//! Participant declarations: `@handle(R,col:#f00,pic:🐱,display:Name)`.

use super::color::{is_valid_color, split_top_level};
use super::model::{default_avatar, Participant, Side};

/// A parameter that was not applied to the participant.
#[derive(Debug, Clone, PartialEq, Eq)]
pub enum Rejected {
    /// `col:` value that is not a color.
    Color(String),
    /// Anything other than `L`, `R`, `pic:`, `display:` or `col:`.
    Unknown(String),
}

/// A parsed declaration plus whatever was thrown away while reading it.
#[derive(Debug, Clone, PartialEq, Eq)]
pub struct Declaration {
    pub participant: Participant,
    pub rejected: Vec<Rejected>,
}

/// Parse a single `@...` declaration line.
///
/// The handle runs up to the first whitespace or `(`. Parameters sit between
/// that `(` and its matching `)`; commas inside nested parentheses belong to
/// the value, so `col:rgba(0,0,0,.5)` stays whole.
pub fn parse_declaration(line: &str) -> Option<Declaration> {
    let rest = line.trim().strip_prefix('@')?;
    let handle_end = rest
        .find(|c: char| c.is_whitespace() || c == '(' || c == ')')
        .unwrap_or(rest.len());
    let handle = &rest[..handle_end];
    if handle.is_empty() {
        return None;
    }

    let mut participant = Participant::fallback(handle);
    let mut rejected = Vec::new();

    if let Some(params) = params_after(&rest[handle_end..]) {
        for param in split_top_level(params, |c| c == ',') {
            let param = param.trim();
            if param.is_empty() {
                continue;
            }
            if let Some(side) = Side::from_token(param) {
                participant.side = side;
                continue;
            }
            let Some((key, value)) = param.split_once(':') else {
                rejected.push(Rejected::Unknown(param.to_string()));
                continue;
            };
            let value = value.trim();
            match key.trim() {
                "pic" => {
                    participant.avatar = if value.is_empty() {
                        default_avatar(handle)
                    } else {
                        value.to_string()
                    };
                }
                "display" => {
                    participant.display_name = if value.is_empty() {
                        handle.to_string()
                    } else {
                        value.to_string()
                    };
                }
                "col" if is_valid_color(value) => {
                    participant.accent_color = Some(value.to_string());
                }
                "col" => rejected.push(Rejected::Color(value.to_string())),
                _ => rejected.push(Rejected::Unknown(param.to_string())),
            }
        }
    }

    Some(Declaration {
        participant,
        rejected,
    })
}

/// Contents of the parameter list directly after the handle, if any.
/// An unclosed list runs to the end of the line.
fn params_after(rest: &str) -> Option<&str> {
    let body = rest.strip_prefix('(')?;
    let mut depth = 0usize;
    for (i, c) in body.char_indices() {
        match c {
            '(' => depth += 1,
            ')' if depth == 0 => return Some(&body[..i]),
            ')' => depth -= 1,
            _ => {}
        }
    }
    Some(body)
}

#[cfg(test)]
mod tests {
    use super::*;

    fn participant(line: &str) -> Participant {
        parse_declaration(line).unwrap().participant
    }

    #[test]
    fn test_full_declaration() {
        let p = participant("@alice(R,col:#ff0000,display:Alice W)");
        assert_eq!(p.handle, "alice");
        assert_eq!(p.side, Side::Right);
        assert_eq!(p.accent_color.as_deref(), Some("#ff0000"));
        assert_eq!(p.display_name, "Alice W");
        assert_eq!(p.avatar, "A");
    }

    #[test]
    fn test_bare_handle_defaults() {
        let p = participant("@bob");
        assert_eq!(p.display_name, "bob");
        assert_eq!(p.side, Side::Left);
        assert!(p.accent_color.is_none());
        assert_eq!(p.avatar, "B");
    }

    #[test]
    fn test_invalid_color_discarded() {
        let decl = parse_declaration("@bob(col:not-a-color)").unwrap();
        assert!(decl.participant.accent_color.is_none());
        assert_eq!(
            decl.rejected,
            vec![Rejected::Color("not-a-color".to_string())]
        );
    }

    #[test]
    fn test_color_with_nested_commas() {
        let p = participant("@carol(col:rgba(0, 128, 255, 0.5), L)");
        assert_eq!(p.accent_color.as_deref(), Some("rgba(0, 128, 255, 0.5)"));
        assert_eq!(p.side, Side::Left);
    }

    #[test]
    fn test_value_keeps_later_colons() {
        let p = participant("@dave(display:Dave: the builder)");
        assert_eq!(p.display_name, "Dave: the builder");
    }

    #[test]
    fn test_pic_and_cjk_default() {
        assert_eq!(participant("@小明").avatar, "小");
        assert_eq!(participant("@eve(pic:🐱)").avatar, "🐱");
        assert_eq!(participant("@eve(pic:)").avatar, "E");
        assert_eq!(participant("@eve(display:)").display_name, "eve");
    }

    #[test]
    fn test_unknown_params_reported() {
        let decl = parse_declaration("@zed(X, size:3)").unwrap();
        assert_eq!(
            decl.rejected,
            vec![
                Rejected::Unknown("X".to_string()),
                Rejected::Unknown("size:3".to_string()),
            ]
        );
    }

    #[test]
    fn test_not_a_declaration() {
        assert!(parse_declaration("alice: hi").is_none());
        assert!(parse_declaration("@").is_none());
        assert!(parse_declaration("@(R)").is_none());
    }

    #[test]
    fn test_space_before_params_means_no_params() {
        let p = participant("@frank (R)");
        assert_eq!(p.handle, "frank");
        assert_eq!(p.side, Side::Left);
    }
}
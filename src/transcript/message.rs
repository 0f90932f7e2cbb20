//! Message chunk extraction: quote header, then `[id][(color)]speaker: body`.

use super::model::QuotedRef;
use once_cell::sync::Lazy;
use regex::Regex;

static QUOTE_REGEX: Lazy<Regex> =
    Lazy::new(|| Regex::new(r"^>([^\n]+)\n(?:[ \t]*---[ \t]*\n)?((?s:.*))").unwrap());

static HEADER_REGEX: Lazy<Regex> = Lazy::new(|| {
    Regex::new(r"^(?:(\d+)(?:\(((?:[^()]|\([^()]*\))+)\))?)?([^:\n]*):\s*((?s:.*))").unwrap()
});

/// Explicit id written in a message header.
#[derive(Debug, Clone, Copy, PartialEq, Eq)]
pub enum ExplicitId {
    Id(u64),
    /// Digits present but too large for `u64`. `u64::MAX` counts too, since
    /// no id could follow it.
    Overflow,
}

/// Fields pulled out of a message chunk, before id assignment.
#[derive(Debug, Clone, PartialEq, Eq)]
pub struct RawMessage {
    pub explicit_id: Option<ExplicitId>,
    pub custom_color: Option<String>,
    pub speaker: String,
    /// Body text, still holding fence placeholder tokens.
    pub body: String,
    pub quoted: Option<QuotedRef>,
}

/// Split a leading quote header off `chunk`.
///
/// Returns the reference and the remaining text, or `None` when the chunk
/// does not start with `>` followed by a newline.
pub fn split_quote(chunk: &str) -> Option<(QuotedRef, &str)> {
    let caps = QUOTE_REGEX.captures(chunk)?;
    let reference = caps.get(1)?.as_str();
    let rest = caps.get(2)?.as_str();
    Some((QuotedRef::from_token(reference), rest))
}

/// Extract a message from a chunk, or `None` when the header does not match.
///
/// A header needs a speaker before the colon unless an explicit id is given,
/// in which case the speaker may be empty (`5: hello`).
pub fn parse_message(chunk: &str) -> Option<RawMessage> {
    let chunk = chunk.trim();
    let (quoted, content) = match split_quote(chunk) {
        Some((quoted, rest)) => (Some(quoted), rest),
        None => (None, chunk),
    };

    let caps = HEADER_REGEX.captures(content)?;
    let explicit_id = caps.get(1).map(|m| {
        m.as_str()
            .parse::<u64>()
            .ok()
            .filter(|id| *id < u64::MAX)
            .map_or(ExplicitId::Overflow, ExplicitId::Id)
    });
    let speaker = caps.get(3).map_or("", |m| m.as_str()).trim();
    if speaker.is_empty() && explicit_id.is_none() {
        return None;
    }
    let custom_color = caps
        .get(2)
        .map(|m| m.as_str().trim())
        .filter(|c| !c.is_empty())
        .map(str::to_string);
    let body = caps.get(4).map_or("", |m| m.as_str()).trim();

    Some(RawMessage {
        explicit_id,
        custom_color,
        speaker: speaker.to_string(),
        body: body.to_string(),
        quoted,
    })
}

#[cfg(test)]
mod tests {
    use super::*;

    #[test]
    fn test_plain_message() {
        let m = parse_message("alice: hello there").unwrap();
        assert_eq!(m.speaker, "alice");
        assert_eq!(m.body, "hello there");
        assert!(m.explicit_id.is_none());
        assert!(m.custom_color.is_none());
        assert!(m.quoted.is_none());
    }

    #[test]
    fn test_explicit_id_and_color() {
        let m = parse_message("12(#00ff00)bob: green").unwrap();
        assert_eq!(m.explicit_id, Some(ExplicitId::Id(12)));
        assert_eq!(m.custom_color.as_deref(), Some("#00ff00"));
        assert_eq!(m.speaker, "bob");
        assert_eq!(m.body, "green");
    }

    #[test]
    fn test_color_with_nested_parens() {
        let m = parse_message("3(rgba(0,0,0,0.4))carol: dim").unwrap();
        assert_eq!(m.custom_color.as_deref(), Some("rgba(0,0,0,0.4)"));
        assert_eq!(m.speaker, "carol");
    }

    #[test]
    fn test_id_without_speaker() {
        let m = parse_message("5: hello").unwrap();
        assert_eq!(m.explicit_id, Some(ExplicitId::Id(5)));
        assert_eq!(m.speaker, "");
        assert_eq!(m.body, "hello");
    }

    #[test]
    fn test_id_overflow() {
        let m = parse_message("99999999999999999999999alice: big").unwrap();
        assert_eq!(m.explicit_id, Some(ExplicitId::Overflow));
        assert_eq!(m.speaker, "alice");
    }

    #[test]
    fn test_max_id_counts_as_overflow() {
        let max = format!("{}bob: edge", u64::MAX);
        assert_eq!(parse_message(&max).unwrap().explicit_id, Some(ExplicitId::Overflow));
        let below = format!("{}bob: edge", u64::MAX - 1);
        assert_eq!(
            parse_message(&below).unwrap().explicit_id,
            Some(ExplicitId::Id(u64::MAX - 1))
        );
    }

    #[test]
    fn test_multiline_body() {
        let m = parse_message("alice: first\nsecond: line\n  third").unwrap();
        assert_eq!(m.speaker, "alice");
        assert_eq!(m.body, "first\nsecond: line\n  third");
    }

    #[test]
    fn test_quote_with_separator() {
        let m = parse_message("> 3\n---\nalice: hi").unwrap();
        assert_eq!(m.quoted, Some(QuotedRef::Id(3)));
        assert_eq!(m.speaker, "alice");
        assert_eq!(m.body, "hi");
    }

    #[test]
    fn test_quote_separator_with_padding() {
        for chunk in ["> 3\n--- \nalice: hi", "> 3\n  ---\t\n  alice: hi"] {
            let m = parse_message(chunk).unwrap();
            assert_eq!(m.quoted, Some(QuotedRef::Id(3)));
            assert_eq!(m.speaker, "alice");
            assert_eq!(m.body, "hi");
        }
    }

    #[test]
    fn test_quote_label_without_separator() {
        let m = parse_message(">the launch plan\nbob: agreed").unwrap();
        assert_eq!(
            m.quoted,
            Some(QuotedRef::Label("the launch plan".to_string()))
        );
        assert_eq!(m.body, "agreed");
    }

    #[test]
    fn test_no_header_is_dropped() {
        assert!(parse_message("random text with no colon").is_none());
        assert!(parse_message(": orphan body").is_none());
    }

    #[test]
    fn test_speaker_does_not_span_lines() {
        assert!(parse_message("> 1\nplain words\nbob: x").is_none());
    }

    #[test]
    fn test_empty_body() {
        let m = parse_message("alice:").unwrap();
        assert_eq!(m.body, "");
    }
}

※

**What needs to be done:** Above are the records; report each line in them that includes the word "push".

**Completed exercise:**
                rejected.push(Rejected::Unknown(param.to_string()));
                "col" => rejected.push(Rejected::Color(value.to_string())),
                _ => rejected.push(Rejected::Unknown(param.to_string())),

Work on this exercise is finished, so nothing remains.